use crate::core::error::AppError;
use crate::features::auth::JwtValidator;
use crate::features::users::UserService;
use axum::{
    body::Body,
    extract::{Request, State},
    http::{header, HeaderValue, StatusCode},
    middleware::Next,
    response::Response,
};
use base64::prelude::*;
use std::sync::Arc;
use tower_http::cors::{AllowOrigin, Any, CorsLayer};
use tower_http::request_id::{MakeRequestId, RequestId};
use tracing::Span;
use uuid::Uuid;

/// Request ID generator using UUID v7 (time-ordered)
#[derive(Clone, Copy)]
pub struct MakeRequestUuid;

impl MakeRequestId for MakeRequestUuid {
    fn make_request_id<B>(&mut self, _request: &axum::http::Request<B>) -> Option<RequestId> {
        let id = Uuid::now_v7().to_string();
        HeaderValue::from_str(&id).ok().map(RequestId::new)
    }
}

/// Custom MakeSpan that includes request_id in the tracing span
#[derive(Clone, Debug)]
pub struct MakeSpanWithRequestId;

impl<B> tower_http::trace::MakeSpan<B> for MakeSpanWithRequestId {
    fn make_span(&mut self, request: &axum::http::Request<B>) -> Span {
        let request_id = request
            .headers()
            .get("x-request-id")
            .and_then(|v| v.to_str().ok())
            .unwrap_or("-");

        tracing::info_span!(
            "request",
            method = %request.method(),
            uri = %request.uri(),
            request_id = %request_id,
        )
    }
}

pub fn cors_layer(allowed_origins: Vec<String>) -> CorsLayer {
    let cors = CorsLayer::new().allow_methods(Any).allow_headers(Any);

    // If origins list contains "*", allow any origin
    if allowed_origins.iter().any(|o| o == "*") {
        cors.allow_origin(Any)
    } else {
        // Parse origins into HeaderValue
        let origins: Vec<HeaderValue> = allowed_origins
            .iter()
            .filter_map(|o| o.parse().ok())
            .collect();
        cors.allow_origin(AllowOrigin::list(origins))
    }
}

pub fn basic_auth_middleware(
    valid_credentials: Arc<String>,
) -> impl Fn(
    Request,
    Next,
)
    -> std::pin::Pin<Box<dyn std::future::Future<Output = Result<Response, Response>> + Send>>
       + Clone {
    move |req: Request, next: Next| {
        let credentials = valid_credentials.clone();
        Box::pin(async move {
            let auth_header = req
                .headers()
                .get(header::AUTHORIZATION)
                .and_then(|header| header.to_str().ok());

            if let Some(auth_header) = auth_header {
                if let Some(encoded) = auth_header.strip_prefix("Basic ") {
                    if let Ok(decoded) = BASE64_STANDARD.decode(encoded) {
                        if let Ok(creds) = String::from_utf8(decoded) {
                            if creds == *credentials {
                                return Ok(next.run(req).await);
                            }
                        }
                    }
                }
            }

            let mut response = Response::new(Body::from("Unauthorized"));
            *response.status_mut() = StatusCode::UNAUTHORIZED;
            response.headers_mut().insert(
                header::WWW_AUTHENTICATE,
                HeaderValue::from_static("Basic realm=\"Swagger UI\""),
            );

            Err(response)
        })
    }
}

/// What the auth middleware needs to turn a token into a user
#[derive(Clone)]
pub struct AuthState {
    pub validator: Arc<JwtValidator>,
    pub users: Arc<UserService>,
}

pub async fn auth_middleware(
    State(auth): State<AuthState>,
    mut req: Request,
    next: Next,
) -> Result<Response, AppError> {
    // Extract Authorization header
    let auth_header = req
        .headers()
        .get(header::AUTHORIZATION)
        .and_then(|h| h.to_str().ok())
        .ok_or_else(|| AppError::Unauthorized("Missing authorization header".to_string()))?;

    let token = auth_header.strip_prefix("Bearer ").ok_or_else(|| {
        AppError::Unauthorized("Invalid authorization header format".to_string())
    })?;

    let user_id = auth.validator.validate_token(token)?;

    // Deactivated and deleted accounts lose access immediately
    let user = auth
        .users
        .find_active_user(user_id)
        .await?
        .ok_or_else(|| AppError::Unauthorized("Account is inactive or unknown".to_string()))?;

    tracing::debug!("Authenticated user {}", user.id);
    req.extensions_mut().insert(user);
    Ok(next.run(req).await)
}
□ □ □ □ □ □ □
**WHAT YOU WILL DO**.
Filter the entries above and copy only the lines that hold "struct".

**OUTPUT FOR THIS TASK**.
pub struct MakeRequestUuid;
pub struct MakeSpanWithRequestId;
pub struct AuthState {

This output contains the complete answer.